### DESCRIPTION OF THE TASK:
Go through the material line by line and tally those containing the string "vars". Only the tally is wanted.

START SUPPLIED RECORDS

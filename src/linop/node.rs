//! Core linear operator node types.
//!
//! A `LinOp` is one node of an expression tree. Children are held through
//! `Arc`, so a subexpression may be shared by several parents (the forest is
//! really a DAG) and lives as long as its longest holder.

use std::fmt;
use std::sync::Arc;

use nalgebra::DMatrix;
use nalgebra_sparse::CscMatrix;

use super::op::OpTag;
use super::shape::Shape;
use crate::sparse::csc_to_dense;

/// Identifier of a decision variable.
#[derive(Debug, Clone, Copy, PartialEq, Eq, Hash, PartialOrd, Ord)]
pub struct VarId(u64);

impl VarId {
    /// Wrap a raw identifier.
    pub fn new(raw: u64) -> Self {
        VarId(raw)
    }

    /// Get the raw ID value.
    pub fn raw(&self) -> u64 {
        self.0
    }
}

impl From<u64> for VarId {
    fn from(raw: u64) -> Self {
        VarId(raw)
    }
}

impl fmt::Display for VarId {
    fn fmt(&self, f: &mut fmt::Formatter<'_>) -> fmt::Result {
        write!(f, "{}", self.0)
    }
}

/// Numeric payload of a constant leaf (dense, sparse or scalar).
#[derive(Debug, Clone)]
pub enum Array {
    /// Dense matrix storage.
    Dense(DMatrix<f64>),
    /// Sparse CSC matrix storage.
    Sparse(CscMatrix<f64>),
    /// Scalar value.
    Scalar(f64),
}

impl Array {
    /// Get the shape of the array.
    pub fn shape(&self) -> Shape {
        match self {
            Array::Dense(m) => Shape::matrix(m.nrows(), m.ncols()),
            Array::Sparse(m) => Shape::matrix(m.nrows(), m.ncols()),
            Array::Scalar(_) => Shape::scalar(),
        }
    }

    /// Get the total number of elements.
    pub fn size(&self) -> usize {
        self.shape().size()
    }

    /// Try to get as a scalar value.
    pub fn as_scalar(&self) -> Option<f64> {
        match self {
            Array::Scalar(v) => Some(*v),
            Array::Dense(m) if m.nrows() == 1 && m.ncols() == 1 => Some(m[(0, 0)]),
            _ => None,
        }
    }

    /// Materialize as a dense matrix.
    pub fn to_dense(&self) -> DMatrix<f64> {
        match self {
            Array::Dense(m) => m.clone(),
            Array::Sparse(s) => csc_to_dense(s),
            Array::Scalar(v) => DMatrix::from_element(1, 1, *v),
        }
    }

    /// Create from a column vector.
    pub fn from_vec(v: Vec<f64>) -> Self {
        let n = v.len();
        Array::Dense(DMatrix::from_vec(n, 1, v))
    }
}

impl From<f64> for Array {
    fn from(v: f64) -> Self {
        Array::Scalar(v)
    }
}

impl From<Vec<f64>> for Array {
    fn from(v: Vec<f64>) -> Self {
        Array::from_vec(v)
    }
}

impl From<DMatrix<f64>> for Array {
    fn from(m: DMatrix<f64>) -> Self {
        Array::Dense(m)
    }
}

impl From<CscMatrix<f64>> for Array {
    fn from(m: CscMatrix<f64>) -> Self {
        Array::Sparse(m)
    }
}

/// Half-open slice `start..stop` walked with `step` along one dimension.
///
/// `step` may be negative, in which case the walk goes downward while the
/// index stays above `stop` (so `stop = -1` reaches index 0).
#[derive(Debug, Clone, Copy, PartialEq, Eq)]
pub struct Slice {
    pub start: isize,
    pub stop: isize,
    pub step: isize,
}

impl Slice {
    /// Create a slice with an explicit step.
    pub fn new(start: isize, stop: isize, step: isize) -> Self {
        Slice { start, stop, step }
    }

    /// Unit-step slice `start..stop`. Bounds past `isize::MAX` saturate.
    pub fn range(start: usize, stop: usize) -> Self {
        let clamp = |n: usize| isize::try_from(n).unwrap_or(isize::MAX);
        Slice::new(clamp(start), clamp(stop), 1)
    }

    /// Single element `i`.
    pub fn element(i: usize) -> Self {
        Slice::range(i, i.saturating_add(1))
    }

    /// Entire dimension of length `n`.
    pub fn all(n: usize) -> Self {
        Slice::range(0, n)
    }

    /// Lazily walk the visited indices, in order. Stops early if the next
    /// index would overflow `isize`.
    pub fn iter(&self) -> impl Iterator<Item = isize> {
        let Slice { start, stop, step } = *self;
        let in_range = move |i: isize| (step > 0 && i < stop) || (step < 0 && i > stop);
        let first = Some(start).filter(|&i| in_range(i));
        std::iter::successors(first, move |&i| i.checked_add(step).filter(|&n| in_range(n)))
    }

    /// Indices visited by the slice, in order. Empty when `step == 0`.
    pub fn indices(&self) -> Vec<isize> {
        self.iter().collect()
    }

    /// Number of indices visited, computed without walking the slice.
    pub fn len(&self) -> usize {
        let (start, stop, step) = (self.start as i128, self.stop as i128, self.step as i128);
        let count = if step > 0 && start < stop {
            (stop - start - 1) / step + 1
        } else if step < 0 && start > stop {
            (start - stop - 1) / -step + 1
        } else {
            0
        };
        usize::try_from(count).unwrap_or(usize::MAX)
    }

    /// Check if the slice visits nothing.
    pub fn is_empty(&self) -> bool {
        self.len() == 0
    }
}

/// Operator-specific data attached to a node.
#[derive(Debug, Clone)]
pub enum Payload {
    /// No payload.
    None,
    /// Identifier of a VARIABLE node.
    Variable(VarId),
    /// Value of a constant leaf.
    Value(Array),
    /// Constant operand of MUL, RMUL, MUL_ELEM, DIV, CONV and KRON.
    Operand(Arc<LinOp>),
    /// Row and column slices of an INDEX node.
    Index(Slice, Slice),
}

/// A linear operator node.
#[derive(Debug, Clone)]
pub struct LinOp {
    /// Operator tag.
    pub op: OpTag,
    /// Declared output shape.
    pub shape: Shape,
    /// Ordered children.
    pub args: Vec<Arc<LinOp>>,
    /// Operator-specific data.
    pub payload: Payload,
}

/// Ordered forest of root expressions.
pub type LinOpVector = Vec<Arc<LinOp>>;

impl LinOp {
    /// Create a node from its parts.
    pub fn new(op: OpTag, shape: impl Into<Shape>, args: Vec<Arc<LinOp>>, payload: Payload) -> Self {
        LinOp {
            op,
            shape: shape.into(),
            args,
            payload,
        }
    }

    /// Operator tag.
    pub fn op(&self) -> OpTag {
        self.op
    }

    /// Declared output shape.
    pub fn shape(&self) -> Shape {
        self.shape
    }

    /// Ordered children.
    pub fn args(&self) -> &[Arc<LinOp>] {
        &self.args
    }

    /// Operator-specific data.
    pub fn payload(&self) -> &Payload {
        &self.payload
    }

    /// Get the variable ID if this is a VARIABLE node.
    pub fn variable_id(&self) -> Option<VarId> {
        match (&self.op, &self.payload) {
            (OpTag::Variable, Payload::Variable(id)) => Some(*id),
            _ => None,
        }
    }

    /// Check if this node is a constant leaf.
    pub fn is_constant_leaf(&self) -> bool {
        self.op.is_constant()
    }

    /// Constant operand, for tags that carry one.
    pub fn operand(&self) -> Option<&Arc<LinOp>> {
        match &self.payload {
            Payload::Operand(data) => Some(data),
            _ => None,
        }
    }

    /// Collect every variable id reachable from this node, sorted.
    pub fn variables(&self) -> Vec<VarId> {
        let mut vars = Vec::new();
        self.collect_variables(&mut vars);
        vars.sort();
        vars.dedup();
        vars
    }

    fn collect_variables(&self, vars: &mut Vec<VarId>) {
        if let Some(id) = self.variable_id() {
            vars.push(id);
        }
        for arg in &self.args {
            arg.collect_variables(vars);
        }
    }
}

END SUPPLIED RECORDS
START SUPPLIED RECORDS

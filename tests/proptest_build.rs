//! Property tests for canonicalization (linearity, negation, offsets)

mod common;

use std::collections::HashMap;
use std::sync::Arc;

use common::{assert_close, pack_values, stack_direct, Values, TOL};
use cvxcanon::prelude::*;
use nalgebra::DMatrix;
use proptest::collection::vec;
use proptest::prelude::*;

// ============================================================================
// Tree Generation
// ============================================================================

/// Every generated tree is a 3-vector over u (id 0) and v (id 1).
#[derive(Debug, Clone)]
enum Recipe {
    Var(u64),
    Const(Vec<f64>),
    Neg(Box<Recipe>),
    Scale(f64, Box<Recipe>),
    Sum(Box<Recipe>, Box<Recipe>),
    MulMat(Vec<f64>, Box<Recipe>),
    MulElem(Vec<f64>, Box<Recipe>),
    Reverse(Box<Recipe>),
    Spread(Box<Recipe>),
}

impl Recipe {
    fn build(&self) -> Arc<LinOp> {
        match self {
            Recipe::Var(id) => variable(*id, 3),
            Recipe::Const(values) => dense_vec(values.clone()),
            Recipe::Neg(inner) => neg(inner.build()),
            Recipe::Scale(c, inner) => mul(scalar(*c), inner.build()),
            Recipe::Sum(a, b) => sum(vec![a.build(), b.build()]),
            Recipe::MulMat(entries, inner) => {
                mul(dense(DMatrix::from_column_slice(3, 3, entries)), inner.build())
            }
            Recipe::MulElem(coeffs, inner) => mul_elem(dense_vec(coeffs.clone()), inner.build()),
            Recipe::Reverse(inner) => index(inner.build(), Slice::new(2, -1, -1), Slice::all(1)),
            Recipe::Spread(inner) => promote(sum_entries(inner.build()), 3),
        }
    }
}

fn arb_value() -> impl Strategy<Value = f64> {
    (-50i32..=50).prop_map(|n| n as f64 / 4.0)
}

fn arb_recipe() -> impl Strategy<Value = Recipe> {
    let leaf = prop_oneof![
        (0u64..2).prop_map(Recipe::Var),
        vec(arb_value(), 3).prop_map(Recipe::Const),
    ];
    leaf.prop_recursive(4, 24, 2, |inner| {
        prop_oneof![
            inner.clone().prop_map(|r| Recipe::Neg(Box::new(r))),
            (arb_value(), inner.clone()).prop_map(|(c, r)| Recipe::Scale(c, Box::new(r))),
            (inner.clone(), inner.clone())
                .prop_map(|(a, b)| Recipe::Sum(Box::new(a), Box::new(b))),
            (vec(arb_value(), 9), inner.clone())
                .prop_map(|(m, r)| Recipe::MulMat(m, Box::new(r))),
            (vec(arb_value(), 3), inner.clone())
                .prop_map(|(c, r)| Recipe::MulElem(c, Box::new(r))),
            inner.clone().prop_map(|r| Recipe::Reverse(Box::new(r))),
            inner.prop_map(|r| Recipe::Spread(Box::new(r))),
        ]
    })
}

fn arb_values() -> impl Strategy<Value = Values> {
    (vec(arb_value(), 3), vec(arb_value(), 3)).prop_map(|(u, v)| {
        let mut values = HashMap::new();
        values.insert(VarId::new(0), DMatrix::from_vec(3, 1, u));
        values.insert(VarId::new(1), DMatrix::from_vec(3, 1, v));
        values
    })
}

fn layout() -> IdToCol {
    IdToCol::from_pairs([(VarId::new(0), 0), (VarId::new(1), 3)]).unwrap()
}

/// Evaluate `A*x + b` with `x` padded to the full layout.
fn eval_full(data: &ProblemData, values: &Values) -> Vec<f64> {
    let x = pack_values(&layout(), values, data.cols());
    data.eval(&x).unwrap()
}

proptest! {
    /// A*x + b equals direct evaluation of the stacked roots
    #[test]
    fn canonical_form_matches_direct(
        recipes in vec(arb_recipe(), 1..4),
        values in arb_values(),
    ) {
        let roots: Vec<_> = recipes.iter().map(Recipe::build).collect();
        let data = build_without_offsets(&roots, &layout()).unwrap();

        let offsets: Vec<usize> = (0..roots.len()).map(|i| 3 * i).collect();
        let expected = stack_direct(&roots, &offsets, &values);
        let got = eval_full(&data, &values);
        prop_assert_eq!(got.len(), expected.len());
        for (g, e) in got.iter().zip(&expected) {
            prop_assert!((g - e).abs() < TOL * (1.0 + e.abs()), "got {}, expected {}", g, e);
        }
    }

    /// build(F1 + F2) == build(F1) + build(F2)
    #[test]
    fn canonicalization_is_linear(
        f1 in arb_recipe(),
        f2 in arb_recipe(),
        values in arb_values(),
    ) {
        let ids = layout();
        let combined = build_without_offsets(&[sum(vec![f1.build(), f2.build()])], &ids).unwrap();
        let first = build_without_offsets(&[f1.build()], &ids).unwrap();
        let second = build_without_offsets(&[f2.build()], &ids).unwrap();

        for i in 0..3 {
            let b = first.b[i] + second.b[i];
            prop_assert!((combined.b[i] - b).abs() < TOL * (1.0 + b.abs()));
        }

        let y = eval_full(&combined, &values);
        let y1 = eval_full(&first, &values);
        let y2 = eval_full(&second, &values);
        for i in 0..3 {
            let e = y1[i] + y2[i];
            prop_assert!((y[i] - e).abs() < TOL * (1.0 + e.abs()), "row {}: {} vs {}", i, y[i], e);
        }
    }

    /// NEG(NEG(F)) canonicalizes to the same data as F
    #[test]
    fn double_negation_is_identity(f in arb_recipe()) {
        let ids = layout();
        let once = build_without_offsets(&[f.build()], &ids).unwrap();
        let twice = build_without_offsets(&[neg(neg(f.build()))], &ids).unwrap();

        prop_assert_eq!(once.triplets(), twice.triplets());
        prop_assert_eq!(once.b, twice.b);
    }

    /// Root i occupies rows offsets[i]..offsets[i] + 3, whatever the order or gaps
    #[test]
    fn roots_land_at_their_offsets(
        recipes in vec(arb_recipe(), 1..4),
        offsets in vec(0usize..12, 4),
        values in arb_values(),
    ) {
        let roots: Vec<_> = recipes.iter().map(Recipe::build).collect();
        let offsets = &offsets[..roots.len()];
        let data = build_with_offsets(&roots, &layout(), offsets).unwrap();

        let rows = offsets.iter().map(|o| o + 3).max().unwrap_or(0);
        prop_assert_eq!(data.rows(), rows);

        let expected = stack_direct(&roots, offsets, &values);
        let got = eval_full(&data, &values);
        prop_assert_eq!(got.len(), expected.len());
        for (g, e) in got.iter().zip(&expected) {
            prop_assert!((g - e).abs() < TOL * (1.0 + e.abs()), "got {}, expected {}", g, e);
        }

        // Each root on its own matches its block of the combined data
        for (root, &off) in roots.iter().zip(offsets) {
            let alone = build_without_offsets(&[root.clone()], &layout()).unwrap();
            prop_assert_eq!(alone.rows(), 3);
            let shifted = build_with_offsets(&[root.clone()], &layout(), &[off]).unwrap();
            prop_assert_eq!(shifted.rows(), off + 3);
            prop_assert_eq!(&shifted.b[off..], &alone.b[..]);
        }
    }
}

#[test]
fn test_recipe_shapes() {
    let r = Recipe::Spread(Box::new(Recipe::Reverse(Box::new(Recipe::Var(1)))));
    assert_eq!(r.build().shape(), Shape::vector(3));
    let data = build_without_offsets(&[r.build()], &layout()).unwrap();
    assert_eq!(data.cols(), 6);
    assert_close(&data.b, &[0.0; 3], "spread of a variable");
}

END SUPPLIED RECORDS

### COMPLETED TASK:
8